A été joint à cette déclaration un certificat médical initial du service des urgences du C.H.I.C. d'[Localité 6] daté du 29 mai 2018, faisant état d'un malaise par asthénie profonde et décompensation psychique et prescrivant un arrêt de travail jusqu'au 9 juin 2018.
Le 6 juin 2018, le médecin traitant de M. [C] établissait un certificat médical final de guérison apparente, avec possibilité de rechute, ainsi rédigé : asthénie, décompression en conduisant son camion. Bilan urgences [Localité 6] : RAS
La CPAM de Vendée a notifié à M. [C], par LRAR du 17 juillet 2018, sa décision de prendre en charge l'accident au titre de la législation sur les risques professionnels.

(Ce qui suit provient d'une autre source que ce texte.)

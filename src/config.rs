use std::collections::HashMap;
use std::time::Duration;

use chrono::NaiveDate;

use crate::features::Flow;

/// Default scoring API address when neither the env var nor a flag is given.
pub const DEFAULT_API_URL: &str = "http://127.0.0.1:8000";

/// Env var that overrides the scoring API address.
pub const API_URL_ENV: &str = "TX_RISK_API_URL";

/// Configuration shared by the normalizer, feature builder and merger.
///
/// Everything the pipeline depends on is carried here explicitly; there is no
/// process-wide state. `ScoringConfig::default()` documents the defaults.
#[derive(Debug, Clone)]
pub struct ScoringConfig {
    /// Base URL of the scoring API, without a trailing slash.
    pub api_base_url: String,
    /// Date that the day offsets in `tr_datetime` count from.
    pub anchor_date: NaiveDate,
    /// Column names an upload must contain, exact after whitespace trim.
    pub required_columns: Vec<String>,
    /// Lowercased flow synonyms mapped onto their canonical value. Extend
    /// this map to support additional locales.
    pub flow_synonyms: HashMap<String, Flow>,
    /// Timeout for the health probe. Predict calls use the per-run timeout.
    pub health_timeout: Duration,
}

impl Default for ScoringConfig {
    fn default() -> Self {
        let mut flow_synonyms = HashMap::new();
        flow_synonyms.insert("расход".to_string(), Flow::Spend);
        flow_synonyms.insert("доход".to_string(), Flow::Income);

        ScoringConfig {
            api_base_url: DEFAULT_API_URL.to_string(),
            anchor_date: NaiveDate::from_ymd_opt(2020, 1, 1).unwrap(),
            required_columns: ["customer_id", "tr_datetime", "mcc_code", "tr_type", "amount"]
                .iter()
                .map(|c| c.to_string())
                .collect(),
            flow_synonyms,
            health_timeout: Duration::from_millis(2500),
        }
    }
}

impl ScoringConfig {
    /// Defaults, with the API address taken from `TX_RISK_API_URL` when set.
    pub fn from_env() -> Self {
        let mut config = ScoringConfig::default();
        config.api_base_url = resolve_api_url(std::env::var(API_URL_ENV).ok());
        config
    }
}

/// Pick the API address: a non-empty env value beats the default.
fn resolve_api_url(env_value: Option<String>) -> String {
    match env_value {
        Some(url) if !url.trim().is_empty() => url.trim().trim_end_matches('/').to_string(),
        _ => DEFAULT_API_URL.to_string(),
    }
}

#[cfg(test)]
mod tests {
    use super::*;

    #[test]
    fn test_defaults() {
        let config = ScoringConfig::default();
        assert_eq!(config.api_base_url, "http://127.0.0.1:8000");
        assert_eq!(config.anchor_date, NaiveDate::from_ymd_opt(2020, 1, 1).unwrap());
        assert_eq!(config.required_columns.len(), 5);
        assert_eq!(config.flow_synonyms.get("расход"), Some(&Flow::Spend));
        assert_eq!(config.flow_synonyms.get("доход"), Some(&Flow::Income));
    }

    #[test]
    fn test_resolve_api_url() {
        assert_eq!(resolve_api_url(None), DEFAULT_API_URL);
        assert_eq!(resolve_api_url(Some("".to_string())), DEFAULT_API_URL);
        assert_eq!(
            resolve_api_url(Some("http://scoring.internal:9000/".to_string())),
            "http://scoring.internal:9000"
        );
    }
}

M. [C] a sollicité la prise en charge d'une rechute pour asthénie et décompensation psychique, sur la base d'un certificat médical du 11 septembre 2018.
La caisse lui a notifié, le 30 novembre 2018, un refus de prise en charge au titre de l'accident du travail initial du 28 mai 2018.
Demeurant la contestation de l'assuré, une expertise a été diligentée, à l'issue de laquelle le docteur [O], désigné d'un commun accord entre le médecin traitant et le médecin conseil, a ainsi conclu :
dire s'il existe un lien de causalité direct entre l'accident du travail du 28 mai 2018 et les lésions invoquées sur le certificat de rechute du 1er septembre 2018
NON
dans la négative, dire si l'état de l'assuré est en rapport avec un état pathologique indépendant de l'accident du travail du 28 mai 2018, évoluant pour son propre compte
OUI
Le 18 avril 2019, la commission de recours amiable de la caisse a confirmé la décision de refus de prise en charge.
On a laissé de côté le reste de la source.